Lack of multithreading is best for systems with sufficient RAM (>=4GB/core). This ensures that all stages (sampe, aln) will receive the maximum amount of parallelism. Note that each stage of pBWA MUST be executed with the same number of parallel processors, although the number of threads can differ.
sqsub -q mpi -n 240 -r 1h --mpp 4G ./pBWA aln -n 2 -f Aln1 Index/hg18.fa Reads/Read_1.fq 100000000
sqsub -q mpi -n 240 -r 1h --mpp 4G ./pBWA aln -n 2 -f Aln2 Index/hg18.fa Reads/Read_2.fq 100000000
sqsub -q mpi -n 240 -r 1h --mpp 4G ./pBWA sampe -f Aln Index/hg18.fa Aln1 Aln2 Reads/Read_1.fq Reads/Read_2.fq 100000000
The -q flag tells us it is an MPI program. The -n flag tells us we want 240 parallel processors executing pBWA. The -r flag is a system requested time limit and the --mpp flag tells the system we need each parallel process to be given 4GB of RAM.
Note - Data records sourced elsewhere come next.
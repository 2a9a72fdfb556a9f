//! Join-table reflection metadata.
//!
//! A [`JoinTableReflection`] is the static description of a many-to-many
//! association: which table links the two models, which of its columns point
//! at each side, and any custom SQL that replaces the generated statements.
//! It is built once (from code or from deserialized [`JoinTableOptions`]) and
//! validated against the target model at that point.

use crate::error::{Error, Result};
use crate::model::Model;
use crate::template::SqlTemplate;
use serde::{Deserialize, Serialize};

/// Serializable association options, e.g. loaded from a JSON config file.
///
/// ```json
/// {
///   "join_table": "developers_projects",
///   "foreign_key": "developer_id",
///   "association_foreign_key": "project_id",
///   "delete_sql": "DELETE FROM {join_table} WHERE {foreign_key} = {owner_id} AND {association_foreign_key} = {record_id}"
/// }
/// ```
#[derive(Debug, Clone, Default, PartialEq, Eq, Serialize, Deserialize)]
#[serde(deny_unknown_fields)]
pub struct JoinTableOptions {
    /// Join table name.
    pub join_table: String,
    /// Column in the join table pointing at the owner.
    pub foreign_key: String,
    /// Column in the join table pointing at the target.
    pub association_foreign_key: String,
    /// Custom INSERT template replacing the generated statement.
    #[serde(default, skip_serializing_if = "Option::is_none")]
    pub insert_sql: Option<String>,
    /// Custom DELETE template, executed once per removed record.
    #[serde(default, skip_serializing_if = "Option::is_none")]
    pub delete_sql: Option<String>,
    /// Explicit select list used when loading the collection.
    #[serde(default, skip_serializing_if = "Option::is_none")]
    pub select: Option<Vec<String>>,
    /// Join table columns, when known up front; skips introspection.
    #[serde(default, skip_serializing_if = "Option::is_none")]
    pub join_columns: Option<Vec<String>>,
}

impl JoinTableOptions {
    /// Parse options from JSON.
    #[allow(clippy::result_large_err)]
    pub fn from_json(json: &str) -> Result<Self> {
        Ok(serde_json::from_str(json)?)
    }

    /// Validate the options against target model `T`.
    #[allow(clippy::result_large_err)]
    pub fn into_reflection<T: Model>(self) -> Result<JoinTableReflection> {
        JoinTableReflection::from_options::<T>(self)
    }
}

/// Validated metadata for a join-table association.
#[derive(Debug, Clone, PartialEq, Eq)]
pub struct JoinTableReflection {
    join_table: String,
    foreign_key: String,
    association_foreign_key: String,
    insert_sql: Option<SqlTemplate>,
    delete_sql: Option<SqlTemplate>,
    select: Option<Vec<String>>,
    join_columns: Option<Vec<String>>,
    target_table: &'static str,
    target_primary_key: &'static str,
}

impl JoinTableReflection {
    /// Start building a reflection with explicit table and key names.
    pub fn builder(
        join_table: impl Into<String>,
        foreign_key: impl Into<String>,
        association_foreign_key: impl Into<String>,
    ) -> JoinTableReflectionBuilder {
        JoinTableReflectionBuilder {
            options: JoinTableOptions {
                join_table: join_table.into(),
                foreign_key: foreign_key.into(),
                association_foreign_key: association_foreign_key.into(),
                ..JoinTableOptions::default()
            },
        }
    }

    /// Start building a reflection with conventional names for owner `O`
    /// and target `T`.
    ///
    /// The join table is both table names in lexical order joined by `_`
    /// (`developers` + `projects` = `developers_projects`); the keys are the
    /// singular table names suffixed with `_id`.
    pub fn conventional<O: Model, T: Model>() -> JoinTableReflectionBuilder {
        let (first, second) = if O::TABLE_NAME <= T::TABLE_NAME {
            (O::TABLE_NAME, T::TABLE_NAME)
        } else {
            (T::TABLE_NAME, O::TABLE_NAME)
        };
        Self::builder(
            format!("{first}_{second}"),
            format!("{}_id", singularize(O::TABLE_NAME)),
            format!("{}_id", singularize(T::TABLE_NAME)),
        )
    }

    /// Validate deserialized options against target model `T`.
    #[allow(clippy::result_large_err)]
    pub fn from_options<T: Model>(options: JoinTableOptions) -> Result<Self> {
        JoinTableReflectionBuilder { options }.build::<T>()
    }

    /// Join table name.
    pub fn join_table(&self) -> &str {
        &self.join_table
    }

    /// Owner foreign key column in the join table.
    pub fn foreign_key(&self) -> &str {
        &self.foreign_key
    }

    /// Target foreign key column in the join table.
    pub fn association_foreign_key(&self) -> &str {
        &self.association_foreign_key
    }

    /// Custom INSERT template, if configured.
    pub fn insert_sql(&self) -> Option<&SqlTemplate> {
        self.insert_sql.as_ref()
    }

    /// Custom DELETE template, if configured.
    pub fn delete_sql(&self) -> Option<&SqlTemplate> {
        self.delete_sql.as_ref()
    }

    /// Explicit select list, if configured.
    pub fn select(&self) -> Option<&[String]> {
        self.select.as_deref()
    }

    /// Join table columns supplied by configuration, if any.
    pub fn join_columns(&self) -> Option<&[String]> {
        self.join_columns.as_deref()
    }

    /// Table of the target model.
    pub fn target_table(&self) -> &'static str {
        self.target_table
    }

    /// Primary key column of the target model.
    pub fn target_primary_key(&self) -> &'static str {
        self.target_primary_key
    }
}

/// Builder for [`JoinTableReflection`].
#[derive(Debug, Clone)]
pub struct JoinTableReflectionBuilder {
    options: JoinTableOptions,
}

impl JoinTableReflectionBuilder {
    /// Use a custom INSERT template.
    pub fn insert_sql(mut self, template: impl Into<String>) -> Self {
        self.options.insert_sql = Some(template.into());
        self
    }

    /// Use a custom DELETE template.
    pub fn delete_sql(mut self, template: impl Into<String>) -> Self {
        self.options.delete_sql = Some(template.into());
        self
    }

    /// Load the collection with an explicit select list.
    pub fn select<I, S>(mut self, columns: I) -> Self
    where
        I: IntoIterator<Item = S>,
        S: Into<String>,
    {
        self.options.select = Some(columns.into_iter().map(Into::into).collect());
        self
    }

    /// Declare the join table's columns instead of introspecting them.
    pub fn join_columns<I, S>(mut self, columns: I) -> Self
    where
        I: IntoIterator<Item = S>,
        S: Into<String>,
    {
        self.options.join_columns = Some(columns.into_iter().map(Into::into).collect());
        self
    }

    /// Validate and build the reflection for target model `T`.
    #[allow(clippy::result_large_err)]
    pub fn build<T: Model>(self) -> Result<JoinTableReflection> {
        let JoinTableOptions {
            join_table,
            foreign_key,
            association_foreign_key,
            insert_sql,
            delete_sql,
            select,
            join_columns,
        } = self.options;

        for (what, name) in [
            ("join_table", &join_table),
            ("foreign_key", &foreign_key),
            ("association_foreign_key", &association_foreign_key),
        ] {
            if name.trim().is_empty() {
                return Err(Error::config(format!("{what} must not be empty")));
            }
        }
        if foreign_key == association_foreign_key {
            return Err(Error::config(format!(
                "foreign_key and association_foreign_key are both '{foreign_key}'"
            )));
        }
        if let Some(columns) = &join_columns {
            for key in [&foreign_key, &association_foreign_key] {
                if !columns.iter().any(|c| c == key) {
                    return Err(Error::config(format!(
                        "join_columns for '{join_table}' is missing key column '{key}'"
                    )));
                }
            }
        }
        if select.as_ref().is_some_and(Vec::is_empty) {
            return Err(Error::config("select must list at least one column"));
        }

        let record_columns: Vec<&str> = T::fields().iter().map(|f| f.column_name).collect();
        let insert_sql = insert_sql
            .map(|s| SqlTemplate::parse(&s, &record_columns))
            .transpose()?;
        let delete_sql = delete_sql
            .map(|s| SqlTemplate::parse(&s, &record_columns))
            .transpose()?;

        tracing::debug!(
            join_table = %join_table,
            target = T::TABLE_NAME,
            custom_insert = insert_sql.is_some(),
            custom_delete = delete_sql.is_some(),
            "Configured join table association"
        );

        Ok(JoinTableReflection {
            join_table,
            foreign_key,
            association_foreign_key,
            insert_sql,
            delete_sql,
            select,
            join_columns,
            target_table: T::TABLE_NAME,
            target_primary_key: T::primary_key_column(),
        })
    }
}

fn singularize(table: &str) -> String {
    if let Some(stem) = table.strip_suffix("ies") {
        format!("{stem}y")
    } else if let Some(stem) = table.strip_suffix("ses") {
        format!("{stem}s")
    } else if let Some(stem) = table.strip_suffix('s') {
        stem.to_string()
    } else {
        table.to_string()
    }
}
Using a combination of multithreading and parallelism is best for systems lacking sufficient RAM. The number of processors and threads used depends on the system. Play around and see what works best for yours! Below is an example for the Orca cluster (24 cores/node and 1.33GB RAM/core) on the SHARCNET.
sqsub -q mpi -n 40 -N 10 --mpp 8G -r 1h -f noaffinity ./pBWA aln -n 2 -f Aln1 -t 6 Index/hg18.fa ...
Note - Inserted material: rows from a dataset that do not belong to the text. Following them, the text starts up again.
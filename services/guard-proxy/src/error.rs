//! Service-specific error types

use thiserror::Error;

/// Startup errors for the gateway.
///
/// Per-request failures are turned into JSON responses by the proxy handler
/// and never propagate as Rust errors.
#[derive(Error, Debug)]
#[allow(clippy::enum_variant_names)]
pub enum Error {
    #[error("auth API key missing: set GUARD_API_KEY or auth.api_key_file")]
    MissingApiKey,

    #[error("refresh token missing: set GUARD_REFRESH_TOKEN or auth.refresh_token_file")]
    MissingRefreshToken,

    #[error("invalid guard settings: {0}")]
    InvalidGuard(#[from] common::Error),
}

/// Result alias using service Error
pub type Result<T> = std::result::Result<T, Error>;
sqsub -q mpi -n 40 -N 10 --mpp 8G -r 1h -f noaffinity ./pBWA aln -n 2 -f Aln2 -t 6 Index/hg18.fa ...
sqsub -q mpi -n 40 --mpp 4G -r 1h ./pBWA sampe...
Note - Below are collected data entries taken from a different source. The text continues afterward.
//! Failure classification for guarded operations
//!
//! Decides whether a failed attempt is retried and whether it counts toward
//! the circuit breaker. Session and permission failures and 5xx responses
//! are `Auth`: retried, and a trip on exhaustion. Timeouts, dropped
//! connections, 408 and 429 are `Transient`: retried, never tripping. The rest
//! is `Fatal` and passes through untouched.

use serde::Deserialize;

/// Backend error codes that indicate a session or permission problem.
///
/// `P0001`/`P0002` are raised by the backend's RPC functions when the caller's
/// session can't be resolved, `42501` is a Postgres privilege failure, and
/// `PGRST301`/`PGRST303` are the REST layer's JWT rejection codes.
pub const AUTH_ERROR_CODES: &[&str] = &["P0001", "P0002", "42501", "PGRST301", "PGRST303"];

/// How the guard treats a failed attempt.
#[derive(Debug, Clone, Copy, PartialEq, Eq)]
pub enum ErrorClass {
    /// Session/permission failure or 5xx: retry, and trip the breaker on exhaustion
    Auth,
    /// Retry under the same backoff, never counted by the breaker
    Transient,
    /// Not retried
    Fatal,
}

impl ErrorClass {
    pub fn is_retryable(self) -> bool {
        !matches!(self, ErrorClass::Fatal)
    }

    /// Label for logs and metrics.
    pub fn label(self) -> &'static str {
        match self {
            ErrorClass::Auth => "auth",
            ErrorClass::Transient => "transient",
            ErrorClass::Fatal => "fatal",
        }
    }
}

/// Implemented by every error type a guarded operation can fail with.
pub trait Classify {
    fn classify(&self) -> ErrorClass;
}

/// Whether `code` is one of the backend's session/permission codes.
pub fn is_auth_code(code: &str) -> bool {
    AUTH_ERROR_CODES.contains(&code)
}

/// Classify by HTTP status alone.
pub fn classify_status(status: u16) -> ErrorClass {
    match status {
        401 | 403 => ErrorClass::Auth,
        500..=599 => ErrorClass::Auth,
        408 | 429 => ErrorClass::Transient,
        _ => ErrorClass::Fatal,
    }
}

/// Error body shape returned by the backend's REST layer.
#[derive(Debug, Deserialize)]
struct BackendErrorBody {
    #[serde(default)]
    code: Option<String>,
    #[serde(default)]
    message: Option<String>,
}

/// Classify an error response by body error code, then by status.
///
/// Some RPC functions surface session failures as a bare message equal to the
/// code, so both `code` and `message` are checked.
pub fn classify_response(status: u16, body: &str) -> ErrorClass {
    if let Ok(parsed) = serde_json::from_str::<BackendErrorBody>(body) {
        let matched = [parsed.code.as_deref(), parsed.message.as_deref()]
            .into_iter()
            .flatten()
            .any(is_auth_code);
        if matched {
            return ErrorClass::Auth;
        }
    }
    classify_status(status)
}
The -N flag tells us we want our 40 processors to be spread out evenly over 10 nodes. Requesting 8G of memory (more than we need) ensures that the 4 processors per node are taking up all of the RAM on that node, ensuring the remaining 20 cores will be available for threading. This allows each process to spawn 6 threads for a total of 240 threads of execution. Note that for sampe, we are only able to run it with 40 threads (processes) of execution due to the lack of multithreaded availability. Future releases of pBWA are expected to introduce multithreading for samse/sampe.